■ Supplied entries:

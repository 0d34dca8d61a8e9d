//! Investor persona type.
//!
//! Personas are static: the catalog lives in `sparkai-core::persona` and
//! every field is a compile-time string.

use serde::Serialize;

/// A simulated investor whose fixed prompt shapes feedback on a pitch.
#[derive(Debug, Clone, PartialEq, Eq, Serialize)]
pub struct Persona {
    pub id: &'static str,
    pub name: &'static str,
    pub role: &'static str,
    pub company: &'static str,
    pub avatar: &'static str,
    pub style_summary: &'static str,
    #[serde(skip)]
    pub prompt: &'static str,
}

impl Persona {
    /// "name, role @ company" as shown in selectors.
    pub fn display_line(&self) -> String {
        format!("{}，{} @ {}", self.name, self.role, self.company)
    }
}

#[cfg(test)]
mod tests {
    use super::*;

    #[test]
    fn test_serialize_skips_prompt() {
        let persona = Persona {
            id: "x",
            name: "X",
            role: "合伙人",
            company: "Y",
            avatar: "🦄",
            style_summary: "直接",
            prompt: "secret prompt",
        };
        let json = serde_json::to_string(&persona).unwrap();
        assert!(!json.contains("secret prompt"));
        assert!(json.contains("\"id\":\"x\""));
        assert_eq!(persona.display_line(), "X，合伙人 @ Y");
    }
}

■ Task description:
Answer with one number, namely the count of lines in the entries that include the word "json".

■ Response:
3